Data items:

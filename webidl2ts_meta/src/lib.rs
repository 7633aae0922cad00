/* This Source Code Form is subject to the terms of the Mozilla Public
 * License, v. 2.0. If a copy of the MPL was not distributed with this
 * file, You can obtain one at http://mozilla.org/MPL/2.0/. */

//! # IDL syntax tree for webidl2ts.
//!
//! These types are the hand-off point between the WebIDL front-end (which parses IDL
//! text and lowers it into this tree) and the translator (which turns the tree into
//! TypeScript declarations). They are plain owned data with serde support, so a tree
//! can also be written out as JSON, inspected, edited and fed back in.
//!
//! Every node is tagged with a `kind` field when serialized:
//!
//! ```
//! use webidl2ts_meta::{Definition, Enum};
//!
//! let defn = Definition::Enum(Enum {
//!     name: "Mode".to_owned(),
//!     values: vec!["fast".to_owned(), "slow".to_owned()],
//! });
//! let json = serde_json::to_string(&defn).unwrap();
//! assert_eq!(json, r#"{"kind":"enum","name":"Mode","values":["fast","slow"]}"#);
//! ```

use serde::{Deserialize, Serialize};

/// A top-level IDL construct.
#[derive(Debug, Clone, PartialEq, Eq, Hash, Deserialize, Serialize)]
#[serde(tag = "kind", rename_all = "kebab-case")]
pub enum Definition {
    Interface(Interface),
    InterfaceMixin(Interface),
    Dictionary(Interface),
    Includes(Includes),
    Enum(Enum),
    Callback(Callback),
    Typedef(Typedef),
    /// Something the parser understood but that has no TypeScript counterpart here,
    /// such as a `namespace` or a `callback interface`.
    Unsupported(Unsupported),
}

impl Definition {
    /// The name this definition declares, if it has one.
    pub fn name(&self) -> Option<&str> {
        match self {
            Definition::Interface(i) | Definition::InterfaceMixin(i) | Definition::Dictionary(i) => {
                Some(&i.name)
            }
            Definition::Includes(i) => Some(&i.target),
            Definition::Enum(e) => Some(&e.name),
            Definition::Callback(c) => Some(&c.name),
            Definition::Typedef(t) => Some(&t.name),
            Definition::Unsupported(u) => u.name.as_deref(),
        }
    }
}

/// The shared shape of `interface`, `interface mixin` and `dictionary` definitions.
///
/// Mixins never carry an `inheritance`; dictionaries only ever contain
/// [`Member::Field`] members.
#[derive(Debug, Clone, Default, PartialEq, Eq, Hash, Deserialize, Serialize)]
pub struct Interface {
    pub name: String,
    #[serde(default, skip_serializing_if = "Option::is_none")]
    pub inheritance: Option<String>,
    #[serde(default)]
    pub members: Vec<Member>,
    #[serde(default, skip_serializing_if = "Vec::is_empty")]
    pub ext_attrs: Vec<ExtendedAttribute>,
}

impl Interface {
    pub fn new(name: impl Into<String>) -> Self {
        Interface {
            name: name.into(),
            ..Default::default()
        }
    }

    /// Every extended attribute with the given name, in declaration order.
    pub fn ext_attrs_named<'a>(
        &'a self,
        name: &'a str,
    ) -> impl Iterator<Item = &'a ExtendedAttribute> + 'a {
        self.ext_attrs.iter().filter(move |attr| attr.name == name)
    }
}

/// `Target includes Mixin;`
#[derive(Debug, Clone, PartialEq, Eq, Hash, Deserialize, Serialize)]
pub struct Includes {
    pub target: String,
    pub includes: String,
}

#[derive(Debug, Clone, PartialEq, Eq, Hash, Deserialize, Serialize)]
pub struct Enum {
    pub name: String,
    pub values: Vec<String>,
}

/// `callback Name = ReturnType (arguments);`
#[derive(Debug, Clone, PartialEq, Eq, Hash, Deserialize, Serialize)]
pub struct Callback {
    pub name: String,
    #[serde(default)]
    pub arguments: Vec<Argument>,
    pub return_type: Type,
}

#[derive(Debug, Clone, PartialEq, Eq, Hash, Deserialize, Serialize)]
pub struct Typedef {
    pub name: String,
    pub idl_type: Type,
}

/// A construct that was parsed but is not translated.
///
/// `kind` names the construct the way IDL spells it (`"namespace"`, `"maplike"`, ...),
/// and `source` holds a rendering of the parser node for the benefit of whoever has to
/// read the resulting diagnostic.
#[derive(Debug, Clone, PartialEq, Eq, Hash, Deserialize, Serialize)]
pub struct Unsupported {
    pub kind: String,
    #[serde(default, skip_serializing_if = "Option::is_none")]
    pub name: Option<String>,
    pub source: String,
}

/// A member of an interface, mixin or dictionary.
#[derive(Debug, Clone, PartialEq, Eq, Hash, Deserialize, Serialize)]
#[serde(tag = "kind", rename_all = "kebab-case")]
pub enum Member {
    Attribute(Attribute),
    Operation(Operation),
    Constructor(Constructor),
    Field(Field),
    Const(Const),
    Iterable(Iterable),
    Unsupported(Unsupported),
}

#[derive(Debug, Clone, PartialEq, Eq, Hash, Deserialize, Serialize)]
pub struct Attribute {
    pub name: String,
    pub idl_type: Type,
    #[serde(default)]
    pub readonly: bool,
}

#[derive(Debug, Clone, PartialEq, Eq, Hash, Deserialize, Serialize)]
pub struct Operation {
    /// Special operations (`getter`, `setter`, ...) may leave out the identifier.
    #[serde(default, skip_serializing_if = "Option::is_none")]
    pub name: Option<String>,
    #[serde(default)]
    pub arguments: Vec<Argument>,
    pub return_type: Type,
}

#[derive(Debug, Clone, Default, PartialEq, Eq, Hash, Deserialize, Serialize)]
pub struct Constructor {
    #[serde(default)]
    pub arguments: Vec<Argument>,
}

/// A dictionary member.
#[derive(Debug, Clone, PartialEq, Eq, Hash, Deserialize, Serialize)]
pub struct Field {
    pub name: String,
    pub idl_type: Type,
    #[serde(default)]
    pub required: bool,
}

#[derive(Debug, Clone, PartialEq, Eq, Hash, Deserialize, Serialize)]
pub struct Const {
    pub name: String,
    pub idl_type: Type,
}

/// `iterable<V>;` or `iterable<K, V>;`
#[derive(Debug, Clone, PartialEq, Eq, Hash, Deserialize, Serialize)]
pub struct Iterable {
    pub idl_types: Vec<Type>,
}

#[derive(Debug, Clone, PartialEq, Eq, Hash, Deserialize, Serialize)]
pub struct Argument {
    pub name: String,
    pub idl_type: Type,
    #[serde(default)]
    pub optional: bool,
}

impl Argument {
    pub fn new(name: impl Into<String>, idl_type: Type) -> Self {
        Argument {
            name: name.into(),
            idl_type,
            optional: false,
        }
    }

    pub fn optional(name: impl Into<String>, idl_type: Type) -> Self {
        Argument {
            optional: true,
            ..Argument::new(name, idl_type)
        }
    }
}

/// An extended attribute such as `[Exposed=Window]` or `[scriptable]`.
#[derive(Debug, Clone, PartialEq, Eq, Hash, Deserialize, Serialize)]
pub struct ExtendedAttribute {
    pub name: String,
    #[serde(default, skip_serializing_if = "Option::is_none")]
    pub rhs: Option<ExtendedAttributeValue>,
}

#[derive(Debug, Clone, PartialEq, Eq, Hash, Deserialize, Serialize)]
#[serde(tag = "kind", content = "value", rename_all = "kebab-case")]
pub enum ExtendedAttributeValue {
    Identifier(String),
    String(String),
    IdentifierList(Vec<String>),
}

impl ExtendedAttributeValue {
    /// The single name on the right-hand side, whether written as an identifier or
    /// as a string literal. Lists have no single name.
    pub fn as_single(&self) -> Option<&str> {
        match self {
            ExtendedAttributeValue::Identifier(s) | ExtendedAttributeValue::String(s) => Some(s),
            ExtendedAttributeValue::IdentifierList(_) => None,
        }
    }
}

/// A type expression.
///
/// Names are kept exactly as IDL spells them, so `unsigned long long` is a single
/// `Named` type and `sequence<DOMString>` is a `Generic` called `sequence`.
#[derive(Debug, Clone, PartialEq, Eq, Hash, Deserialize, Serialize)]
#[serde(tag = "kind", rename_all = "kebab-case")]
pub enum Type {
    Named {
        name: String,
    },
    Generic {
        name: String,
        arguments: Vec<Type>,
    },
    Union {
        members: Vec<Type>,
    },
    /// A parser type node the front-end could not classify.
    Unrecognized {
        source: String,
    },
}

impl Type {
    pub fn named(name: impl Into<String>) -> Type {
        Type::Named { name: name.into() }
    }

    pub fn generic(name: impl Into<String>, arguments: Vec<Type>) -> Type {
        Type::Generic {
            name: name.into(),
            arguments,
        }
    }

    pub fn union(members: Vec<Type>) -> Type {
        Type::Union { members }
    }
}

#[cfg(test)]
mod test {
    use super::*;

    #[test]
    fn test_definition_names() {
        let iface = Definition::Interface(Interface::new("Window"));
        assert_eq!(iface.name(), Some("Window"));

        let includes = Definition::Includes(Includes {
            target: "Window".to_owned(),
            includes: "GlobalEventHandlers".to_owned(),
        });
        assert_eq!(includes.name(), Some("Window"));

        let unsupported = Definition::Unsupported(Unsupported {
            kind: "namespace".to_owned(),
            name: None,
            source: String::new(),
        });
        assert_eq!(unsupported.name(), None);
    }

    #[test]
    fn test_interface_json_shape() {
        let mut iface = Interface::new("Counter");
        iface.inheritance = Some("EventTarget".to_owned());
        iface.members.push(Member::Attribute(Attribute {
            name: "value".to_owned(),
            idl_type: Type::named("long"),
            readonly: true,
        }));
        let json = serde_json::to_value(&Definition::Interface(iface.clone())).unwrap();
        assert_eq!(json["kind"], "interface");
        assert_eq!(json["inheritance"], "EventTarget");
        assert_eq!(json["members"][0]["kind"], "attribute");
        assert_eq!(json["members"][0]["idl_type"]["name"], "long");
        assert!(json.get("ext_attrs").is_none());

        let back: Definition = serde_json::from_value(json).unwrap();
        assert_eq!(back, Definition::Interface(iface));
    }

    #[test]
    fn test_unknown_tag_is_rejected() {
        let json = r#"[{"kind": "namespace", "name": "console", "members": []}]"#;
        let err = serde_json::from_str::<Vec<Definition>>(json).unwrap_err();
        assert!(err.to_string().contains("namespace"));
    }

    #[test]
    fn test_defaults_when_deserializing() {
        let json = r#"{"kind": "dictionary", "name": "Options", "members": [
            {"kind": "field", "name": "depth", "idl_type": {"kind": "named", "name": "long"}}
        ]}"#;
        let defn: Definition = serde_json::from_str(json).unwrap();
        match defn {
            Definition::Dictionary(d) => {
                assert_eq!(d.inheritance, None);
                assert!(d.ext_attrs.is_empty());
                assert!(matches!(&d.members[0], Member::Field(f) if !f.required));
            }
            _ => panic!("expected a dictionary"),
        }
    }

    #[test]
    fn test_ext_attr_values() {
        let exposed = ExtendedAttributeValue::Identifier("Window".to_owned());
        assert_eq!(exposed.as_single(), Some("Window"));
        let quoted = ExtendedAttributeValue::String("Window".to_owned());
        assert_eq!(quoted.as_single(), Some("Window"));
        let list = ExtendedAttributeValue::IdentifierList(vec!["Window".to_owned()]);
        assert_eq!(list.as_single(), None);
    }
}
/* This Source Code Form is subject to the terms of the Mozilla Public
 * License, v. 2.0. If a copy of the MPL was not distributed with this
 * file, You can obtain one at http://mozilla.org/MPL/2.0/. */

//! # Dictionary definitions.
//!
//! A dictionary lowers to an [`Interface`] whose members are all [`Member::Field`]s.
//! A field is optional unless it is marked `required`:
//!
//! ```
//! # use webidl2ts_meta::{Definition, Member};
//! let defns = webidl2ts_bindgen::interface::parse_webidl(r##"
//!     dictionary FetchInit {
//!         required DOMString method;
//!         sequence<ByteString> headers;
//!     };
//! "##)?;
//! let init = match &defns[0] {
//!     Definition::Dictionary(d) => d,
//!     _ => unreachable!(),
//! };
//! assert!(matches!(&init.members[0], Member::Field(f) if f.required));
//! assert!(matches!(&init.members[1], Member::Field(f) if !f.required));
//! # Ok::<(), anyhow::Error>(())
//! ```
//!
//! Default values are dropped; TypeScript declarations have nowhere to put them.

use webidl2ts_meta::{Field, Interface, Member};

use super::AstConverter;

impl AstConverter<Interface> for weedle::DictionaryDefinition<'_> {
    fn convert(&self) -> Interface {
        Interface {
            name: self.identifier.0.to_string(),
            inheritance: self
                .inheritance
                .as_ref()
                .map(|i| i.identifier.0.to_string()),
            members: self.members.body.convert(),
            ext_attrs: self.attributes.convert(),
        }
    }
}

impl AstConverter<Interface> for weedle::PartialDictionaryDefinition<'_> {
    fn convert(&self) -> Interface {
        Interface {
            name: self.identifier.0.to_string(),
            inheritance: None,
            members: self.members.body.convert(),
            ext_attrs: self.attributes.convert(),
        }
    }
}

impl AstConverter<Member> for weedle::dictionary::DictionaryMember<'_> {
    fn convert(&self) -> Member {
        Member::Field(Field {
            name: self.identifier.0.to_string(),
            idl_type: self.type_.convert(),
            required: self.required.is_some(),
        })
    }
}

#[cfg(test)]
mod test {
    use webidl2ts_meta::{Definition, Type};

    use super::*;
    use crate::interface::parse_webidl;

    #[test]
    fn test_dictionary_with_parent() {
        let defns = parse_webidl(
            r#"
            dictionary MouseEventInit : EventInit {
                long screenX = 0;
                required boolean bubbles;
            };
        "#,
        )
        .unwrap();
        let mut expected = Interface::new("MouseEventInit");
        expected.inheritance = Some("EventInit".to_owned());
        expected.members = vec![
            Member::Field(Field {
                name: "screenX".to_owned(),
                idl_type: Type::named("long"),
                required: false,
            }),
            Member::Field(Field {
                name: "bubbles".to_owned(),
                idl_type: Type::named("boolean"),
                required: true,
            }),
        ];
        assert_eq!(defns, vec![Definition::Dictionary(expected)]);
    }

    #[test]
    fn test_partial_dictionary() {
        let defns = parse_webidl("partial dictionary EventInit { boolean composed; };").unwrap();
        match &defns[0] {
            Definition::Dictionary(d) => {
                assert_eq!(d.name, "EventInit");
                assert_eq!(d.members.len(), 1);
            }
            other => panic!("expected a dictionary, got {other:?}"),
        }
    }
}
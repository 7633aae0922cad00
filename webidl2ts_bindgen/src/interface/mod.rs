/* This Source Code Form is subject to the terms of the Mozilla Public
 * License, v. 2.0. If a copy of the MPL was not distributed with this
 * file, You can obtain one at http://mozilla.org/MPL/2.0/. */

//! # Parse WebIDL into the IDL syntax tree.
//!
//! The heavy lifting of parsing is done by [`weedle`]. Its parse tree borrows from the
//! input and mirrors the grammar very closely, which makes it awkward to work with, so
//! we immediately lower it into the owned [`webidl2ts_meta`] types:
//!
//! ```
//! # use webidl2ts_bindgen::interface::parse_webidl;
//! use webidl2ts_meta::{Definition, Member, Type};
//!
//! let definitions = parse_webidl(r#"
//!     interface Pet {
//!         attribute DOMString name;
//!         Promise<boolean> feed(optional unsigned long amount);
//!     };
//! "#)?;
//! let pet = match &definitions[0] {
//!     Definition::Interface(pet) => pet,
//!     _ => unreachable!(),
//! };
//! match &pet.members[1] {
//!     Member::Operation(op) => {
//!         assert_eq!(op.name.as_deref(), Some("feed"));
//!         assert_eq!(op.return_type, Type::generic("Promise", vec![Type::named("boolean")]));
//!         assert_eq!(op.arguments[0].idl_type, Type::named("unsigned long"));
//!         assert!(op.arguments[0].optional);
//!     }
//!     _ => unreachable!(),
//! }
//! # Ok::<(), anyhow::Error>(())
//! ```
//!
//! Each kind of weedle node knows how to lower itself through the [`AstConverter`]
//! trait. Anything we don't know how to translate is kept as an `Unsupported` node
//! rather than rejected, so that the translator can report it and carry on.

use std::fmt;

use anyhow::{anyhow, bail, Result};
use heck::ToTitleCase;
use weedle::Parse;
use webidl2ts_meta::{Definition, Includes, Typedef, Unsupported};

mod attributes;
mod callbacks;
mod enum_;
mod function;
mod object;
mod record;
mod types;

/// Parse a WebIDL document.
///
/// Fails only when the text is not syntactically valid WebIDL.
pub fn parse_webidl(idl: &str) -> Result<Vec<Definition>> {
    // `weedle::parse` asserts that the whole input was consumed, so go through
    // the `Parse` impl and report any leftover text ourselves. The errors borrow
    // from the input, so render them to text here.
    let (remaining, defns) =
        weedle::Definitions::parse(idl.trim()).map_err(|e| anyhow!("parse error: {:?}", e))?;
    if !remaining.is_empty() {
        bail!("parse error: unexpected input at `{}`", unparsed_excerpt(remaining));
    }
    Ok(defns.convert())
}

// The first line of whatever the parser stopped at, cut short if it runs on.
fn unparsed_excerpt(remaining: &str) -> String {
    const MAX_CHARS: usize = 60;
    let line = remaining.trim_start().lines().next().unwrap_or_default().trim_end();
    if line.chars().count() > MAX_CHARS {
        format!("{}...", line.chars().take(MAX_CHARS).collect::<String>())
    } else {
        line.to_owned()
    }
}

/// Lower a weedle parse node into our own syntax tree.
pub(crate) trait AstConverter<T> {
    fn convert(&self) -> T;
}

impl<U, T: AstConverter<U>> AstConverter<Vec<U>> for Vec<T> {
    fn convert(&self) -> Vec<U> {
        self.iter().map(|item| item.convert()).collect()
    }
}

impl AstConverter<Definition> for weedle::Definition<'_> {
    fn convert(&self) -> Definition {
        match self {
            weedle::Definition::Interface(d) => Definition::Interface(d.convert()),
            weedle::Definition::PartialInterface(d) => Definition::Interface(d.convert()),
            weedle::Definition::InterfaceMixin(d) => Definition::InterfaceMixin(d.convert()),
            weedle::Definition::PartialInterfaceMixin(d) => {
                Definition::InterfaceMixin(d.convert())
            }
            weedle::Definition::Dictionary(d) => Definition::Dictionary(d.convert()),
            weedle::Definition::PartialDictionary(d) => Definition::Dictionary(d.convert()),
            weedle::Definition::IncludesStatement(d) => Definition::Includes(Includes {
                target: d.lhs_identifier.0.to_string(),
                includes: d.rhs_identifier.0.to_string(),
            }),
            weedle::Definition::Enum(d) => Definition::Enum(d.convert()),
            weedle::Definition::Callback(d) => Definition::Callback(d.convert()),
            weedle::Definition::Typedef(d) => Definition::Typedef(Typedef {
                name: d.identifier.0.to_string(),
                idl_type: d.type_.convert(),
            }),
            weedle::Definition::Namespace(d) => {
                Definition::Unsupported(unsupported(self, Some(d.identifier.0)))
            }
            weedle::Definition::CallbackInterface(d) => {
                Definition::Unsupported(unsupported(self, Some(d.identifier.0)))
            }
            _ => Definition::Unsupported(unsupported(self, None)),
        }
    }
}

/// Describe a parse node we can't translate.
///
/// Every weedle node is an enum variant wrapping a struct, so the debug rendering
/// starts with the variant name, which is also the construct's name in the grammar.
pub(crate) fn unsupported<T: fmt::Debug>(node: &T, name: Option<&str>) -> Unsupported {
    let source = format!("{:?}", node);
    let kind = source
        .split(|c: char| !c.is_alphanumeric())
        .next()
        .unwrap_or_default()
        .to_title_case()
        .to_lowercase();
    Unsupported {
        kind,
        name: name.map(str::to_owned),
        source,
    }
}
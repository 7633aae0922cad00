/* This Source Code Form is subject to the terms of the Mozilla Public
 * License, v. 2.0. If a copy of the MPL was not distributed with this
 * file, You can obtain one at http://mozilla.org/MPL/2.0/. */

//! # TypeScript declaration output.
//!
//! The translator builds the syntax tree in [`ast`]; [`printer`] turns it into text.
//! When targeting Emscripten, the declarations are additionally wrapped in the module
//! shape that Emscripten's generated JavaScript exposes, which is rendered from an
//! askama template.

use anyhow::{Context, Result};
use askama::Template;

pub mod ast;
pub mod printer;

pub use ast::*;
pub use printer::print_declarations;

/// The declaration file for an Emscripten module: a factory function named after the
/// module, plus a namespace of the same name holding the runtime helpers and every
/// generated declaration.
#[derive(Template)]
#[template(escape = "none", path = "EmscriptenModule.d.ts")]
pub struct EmscriptenModule<'a> {
    module_name: &'a str,
    default_export: bool,
    declarations: &'a [Declaration],
}

impl<'a> EmscriptenModule<'a> {
    pub fn new(
        module_name: &'a str,
        default_export: bool,
        declarations: &'a [Declaration],
    ) -> Self {
        Self {
            module_name,
            default_export,
            declarations,
        }
    }
}

/// Render declarations wrapped in an Emscripten module.
pub fn render_emscripten_module(
    module_name: &str,
    default_export: bool,
    declarations: &[Declaration],
) -> Result<String> {
    let mut out = EmscriptenModule::new(module_name, default_export, declarations)
        .render()
        .with_context(|| format!("Failed to render the `{module_name}` module wrapper"))?;
    if !out.ends_with('\n') {
        out.push('\n');
    }
    Ok(out)
}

Task item | The lines to return are those in the entries above that include "such".

Response to the task |
    /// such as a `namespace` or a `callback interface`.
/// An extended attribute such as `[Exposed=Window]` or `[scriptable]`.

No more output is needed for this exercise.